— Елена Викторовна, у вас образование юриста. Как попали в социальную сферу?
— Направление моей профессиональной деятельности оказалось таким именно из-за образования. Я заканчивала школу в советское время, хотела быть юристом. Но в юридический институт поступить можно было, только имея либо опыт работы, либо с соответствующим средним специальным образованием. В СССР было всего три юридических техникума. Один из них — армавирский. И вот я после восьмого класса поехала в Армавир. Поступила на специальность «Юриспруденция и право в системе социального обеспечения». По распределению вернулась в родной Ставрополь. В 17 лет начала работать в органах социального обеспечения, сейчас это органы социальной защиты. И по сей день этим занимаюсь.
В 1990-е попробовала поменять сферу деятельности, пошла на крупное предприятие. Но поняла, что это мне не подходит. Работая в соцзащите, ты видишь результат, испытываешь удовольствие, что кому-то помог. Или если невозможно помочь, придумываешь что-то — и человеку становится немножечко лучше. Мне нравится, люблю свою работу.
— Приёмы граждан сами проводите? Встречаются какие-то особенные случаи, интересные люди?
— Конечно. Недавно пришла на приём 96-летняя, но очень активная жительница Ставрополя. Её всё устраивает в жизни — размер пенсии, выплаты, социальный работник. Пришла к нам с вопросом: почему этот социальный работник не может каждый день читать ей газеты. Она бывший журналист, и есть такая потребность, но сама уже не может, зрение подводит.
В Новопавловске внезапно пришла женщина, которая не записывалась. Ей 82 года. И я не могу себе представить проблему, которую мы не обсудили. Но всё равно я ей не понравилась, потому что не сказала того, что она хотела услышать. Считаю, что это неправильно — человека обманывать, говорить, что мы постараемся решить его проблему, если я знаю, что эта норма правовая не поменяется, она логически обоснованная и действует на территории всей страны. Зачем я буду давать человеку ложную надежду? На мой взгляд, это неправильный подход к приёму граждан.

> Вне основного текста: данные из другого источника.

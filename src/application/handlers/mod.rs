//! Application handlers.
//!
//! Command and query handlers that orchestrate domain operations.

pub mod assessment;

pub use assessment::{
    GetSessionHandler, GetSessionQuery, GetStageItemsHandler, GetStageItemsQuery,
    InterpretResultCommand, InterpretResultHandler, InterpretationView, ScoreAssessmentHandler,
    ScoreAssessmentQuery, StageItemsView, StartSessionCommand, StartSessionHandler,
    SubmitAnswersCommand, SubmitAnswersHandler, SubmitAnswersResult,
};
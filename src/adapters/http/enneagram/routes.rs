//! HTTP routes for assessment endpoints.

use axum::{
    routing::{get, post},
    Router,
};

use super::handlers::{create_session, get_items, get_session, interpret, score, submit_answers, EnneagramAppState};

/// Creates the assessment router, meant to be nested under `/api/enneagram`.
///
/// # Routes
/// - `POST /sessions` - Start a session
/// - `GET /sessions/:id` - Session snapshot
/// - `GET /items` - Items or prompts for a stage
/// - `POST /answer` - Record answers for a stage
/// - `POST /score` - Compute the result
/// - `POST /interpret` - Prose interpretation
pub fn enneagram_routes(state: EnneagramAppState) -> Router {
    Router::new()
        .route("/sessions", post(create_session))
        .route("/sessions/:id", get(get_session))
        .route("/items", get(get_items))
        .route("/answer", post(submit_answers))
        .route("/score", post(score))
        .route("/interpret", post(interpret))
        .with_state(state)
}
//! Locale value object for the two supported catalog languages.

use serde::{Deserialize, Serialize};
use std::fmt;

/// Catalog language.
///
/// Unrecognised locale strings resolve to [`Locale::En`] instead of failing;
/// `ko` is accepted as an alias for Korean.
#[derive(Debug, Clone, Copy, Default, PartialEq, Eq, Hash, PartialOrd, Ord, Serialize, Deserialize)]
#[serde(rename_all = "lowercase")]
pub enum Locale {
    #[default]
    En,
    #[serde(alias = "ko")]
    Kr,
}

impl Locale {
    /// All supported locales, default first.
    pub const ALL: [Locale; 2] = [Locale::En, Locale::Kr];

    /// Resolves a locale string, falling back to English for anything unknown.
    pub fn resolve(value: &str) -> Self {
        match value.trim().to_ascii_lowercase().as_str() {
            "kr" | "ko" | "ko-kr" => Locale::Kr,
            _ => Locale::En,
        }
    }

    /// Resolves an optional locale string (absent means the default).
    pub fn resolve_opt(value: Option<&str>) -> Self {
        value.map(Self::resolve).unwrap_or_default()
    }

    /// Returns the wire code.
    pub fn code(&self) -> &'static str {
        match self {
            Locale::En => "en",
            Locale::Kr => "kr",
        }
    }

    pub fn is_korean(&self) -> bool {
        matches!(self, Locale::Kr)
    }
}

impl fmt::Display for Locale {
    fn fmt(&self, f: &mut fmt::Formatter<'_>) -> fmt::Result {
        write!(f, "{}", self.code())
    }
}
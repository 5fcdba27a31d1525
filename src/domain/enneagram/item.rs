//! Questionnaire items.

use serde::{Deserialize, Serialize};

use super::types::{DiscriminatorPair, EnneagramType, Instinct};
use crate::domain::foundation::Locale;

/// What an item measures.
#[derive(Debug, Clone, Copy, PartialEq, Eq, Hash, Serialize, Deserialize)]
#[serde(tag = "kind", content = "value", rename_all = "snake_case")]
pub enum ItemCategory {
    /// Screener item scored toward a single type.
    Type(EnneagramType),
    /// Instinct item scored toward sp/so/sx.
    Instinct(Instinct),
    /// Forced-choice item separating two types.
    Discriminator(DiscriminatorPair),
}

impl ItemCategory {
    pub fn as_type(&self) -> Option<EnneagramType> {
        match self {
            ItemCategory::Type(t) => Some(*t),
            _ => None,
        }
    }

    pub fn as_instinct(&self) -> Option<Instinct> {
        match self {
            ItemCategory::Instinct(i) => Some(*i),
            _ => None,
        }
    }

    pub fn as_pair(&self) -> Option<DiscriminatorPair> {
        match self {
            ItemCategory::Discriminator(p) => Some(*p),
            _ => None,
        }
    }
}

/// The two sides of a discriminator item. `A` credits the pair's left type.
#[derive(Debug, Clone, PartialEq, Eq, Serialize, Deserialize)]
pub struct DiscriminatorOptions {
    pub option_a: String,
    pub option_b: String,
}

/// A single catalog item. Immutable once the bank is loaded.
#[derive(Debug, Clone, PartialEq, Eq, Serialize, Deserialize)]
pub struct Item {
    pub id: String,
    pub category: ItemCategory,
    pub text: String,
    pub locale: Locale,
    #[serde(skip_serializing_if = "Option::is_none")]
    pub options: Option<DiscriminatorOptions>,
}

impl Item {
    pub fn screener(id: impl Into<String>, t: EnneagramType, text: impl Into<String>, locale: Locale) -> Self {
        Self {
            id: id.into(),
            category: ItemCategory::Type(t),
            text: text.into(),
            locale,
            options: None,
        }
    }

    pub fn instinct(id: impl Into<String>, instinct: Instinct, text: impl Into<String>, locale: Locale) -> Self {
        Self {
            id: id.into(),
            category: ItemCategory::Instinct(instinct),
            text: text.into(),
            locale,
            options: None,
        }
    }

    pub fn discriminator(
        id: impl Into<String>,
        pair: DiscriminatorPair,
        prompt: impl Into<String>,
        options: DiscriminatorOptions,
        locale: Locale,
    ) -> Self {
        Self {
            id: id.into(),
            category: ItemCategory::Discriminator(pair),
            text: prompt.into(),
            locale,
            options: Some(options),
        }
    }
}
//! Discriminator Selector - second-round questions for close candidates.
//!
//! Selection is a pure function of the top-3 types, so the same candidates
//! always produce the same plan. Persisting the plan once per session is the
//! caller's job (see `AssessmentSessionStore::get_or_create_plan`).

use serde::{Deserialize, Serialize};
use std::collections::{BTreeMap, HashSet};

use super::confidence::ConfidenceBand;
use super::item_bank::ItemBank;
use super::response::{dedup_first_seen, DiscriminatorAnswer, DiscriminatorChoice};
use super::scoring::TypeScores;
use super::types::{DiscriminatorPair, EnneagramType};
use crate::domain::foundation::Locale;

/// Number of candidate types the selector looks at.
pub const CANDIDATE_COUNT: usize = 3;

/// Upper bound on pairs in one plan.
pub const MAX_PAIRS: usize = 3;

/// Items taken from each selected pair, in catalog order.
pub const ITEMS_PER_PAIR: usize = 2;

/// Plan length assumed when a session has no stored plan.
pub const DEFAULT_PLAN_LEN: usize = 6;

/// Credits per type from discriminator answers.
pub type DiscriminatorTally = BTreeMap<EnneagramType, u32>;

/// One selected item and the pair it separates.
#[derive(Debug, Clone, PartialEq, Eq, Serialize, Deserialize)]
#[serde(rename_all = "camelCase")]
pub struct PlanEntry {
    pub item_id: String,
    pub pair: DiscriminatorPair,
}

/// The discriminator items chosen for one session.
#[derive(Debug, Clone, PartialEq, Eq, Serialize, Deserialize)]
#[serde(rename_all = "camelCase")]
pub struct DiscriminatorPlan {
    pub top_types: Vec<EnneagramType>,
    pub pairs: Vec<DiscriminatorPair>,
    pub entries: Vec<PlanEntry>,
}

impl DiscriminatorPlan {
    pub fn len(&self) -> usize {
        self.entries.len()
    }

    pub fn is_empty(&self) -> bool {
        self.entries.is_empty()
    }

    /// Pair of a planned item, `None` if the item is not in the plan.
    pub fn pair_for(&self, item_id: &str) -> Option<DiscriminatorPair> {
        self.entries.iter().find(|e| e.item_id == item_id).map(|e| e.pair)
    }

    pub fn item_ids(&self) -> impl Iterator<Item = &str> {
        self.entries.iter().map(|e| e.item_id.as_str())
    }
}

/// Selects pairs and items for the discriminator stage.
pub struct DiscriminatorSelector;

impl DiscriminatorSelector {
    /// Pairs for a ranked candidate list.
    ///
    /// Pairs whose two types are both candidates come first, in catalog order.
    /// With fewer than two such pairs, pairs containing the leading candidate
    /// are appended (catalog order) until three are selected.
    pub fn select_pairs(top_types: &[EnneagramType]) -> Vec<DiscriminatorPair> {
        let candidates = &top_types[..top_types.len().min(CANDIDATE_COUNT)];

        let mut selected: Vec<DiscriminatorPair> = DiscriminatorPair::ALL
            .iter()
            .copied()
            .filter(|p| candidates.contains(&p.left()) && candidates.contains(&p.right()))
            .collect();

        if selected.len() < 2 {
            if let Some(leader) = candidates.first() {
                for pair in DiscriminatorPair::ALL {
                    if selected.len() >= MAX_PAIRS {
                        break;
                    }
                    if pair.contains(*leader) && !selected.contains(&pair) {
                        selected.push(pair);
                    }
                }
            }
        }

        selected.truncate(MAX_PAIRS);
        selected
    }

    /// Builds the plan for the Stage-1 leaders.
    pub fn build_plan(bank: &ItemBank, locale: Locale, scores: &TypeScores) -> DiscriminatorPlan {
        let top_types = scores.top(CANDIDATE_COUNT);
        let pairs = Self::select_pairs(&top_types);

        let mut seen = HashSet::new();
        let mut entries = Vec::new();
        for pair in &pairs {
            for item in bank.pair_items(locale, *pair).take(ITEMS_PER_PAIR) {
                if seen.insert(item.id.clone()) {
                    entries.push(PlanEntry {
                        item_id: item.id.clone(),
                        pair: *pair,
                    });
                }
            }
        }

        DiscriminatorPlan {
            top_types,
            pairs,
            entries,
        }
    }

    /// Credits the chosen side of each planned item.
    ///
    /// Answers for items outside the plan and repeated item ids (after the
    /// first) are ignored.
    pub fn tally(plan: &DiscriminatorPlan, answers: &[DiscriminatorAnswer]) -> DiscriminatorTally {
        let mut tally = DiscriminatorTally::new();
        for answer in dedup_first_seen(answers) {
            let Some(pair) = plan.pair_for(&answer.item_id) else {
                continue;
            };
            let credited = match answer.choice {
                DiscriminatorChoice::A => pair.left(),
                DiscriminatorChoice::B => pair.right(),
            };
            *tally.entry(credited).or_insert(0) += 1;
        }
        tally
    }

    /// Final primary type after the discriminator round.
    ///
    /// A `high` Stage-1 result stands. Otherwise, when any credits exist, the
    /// candidate with the most credits wins, earlier Stage-1 rank breaking ties.
    pub fn narrow(scores: &TypeScores, confidence: ConfidenceBand, tally: &DiscriminatorTally) -> EnneagramType {
        let stage1 = scores.primary_type();
        if confidence.is_high() || tally.values().all(|c| *c == 0) {
            return stage1;
        }

        let mut best = stage1;
        let mut best_credits = tally.get(&stage1).copied().unwrap_or(0);
        for candidate in scores.top(CANDIDATE_COUNT) {
            let credits = tally.get(&candidate).copied().unwrap_or(0);
            if credits > best_credits {
                best = candidate;
                best_credits = credits;
            }
        }
        best
    }
}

— Чиновников принято ругать. А бывают благодарности?
— Очень редко, но всегда очень приятно. В адрес социальных работников, которые обслуживают на дому бабушек-дедушек, зачастую приходят письма с благодарностями. Кто-то говорит спасибо, кто-то принимает всё как должное. А есть и те, кто за месяц 13 социальных работников меняет — и всё равно недоволен.
Социальный работник невольно становится членом семьи. Ходит за продуктами, убирает, помогает готовить. Он знает твои привычки, твои пожелания, какие лекарства ты принимаешь, что тебе нужно, к какому врачу ты ходишь. Он живёт нуждами пожилого человека, которого обслуживает.
— Работники социальных служб постоянно пропускают через себя чьи-то личные истории. Как справляетесь?
— После посещения любого нашего стационарного учреждения месяц, наверное, нужен, чтобы перестать думать об этом. Потому что каким бы хорошим ни был дом-интернат — это дом-интернат. А если это учреждение для умственно отсталых детей, то ещё тяжелее. Пытаемся их учить, социализировать.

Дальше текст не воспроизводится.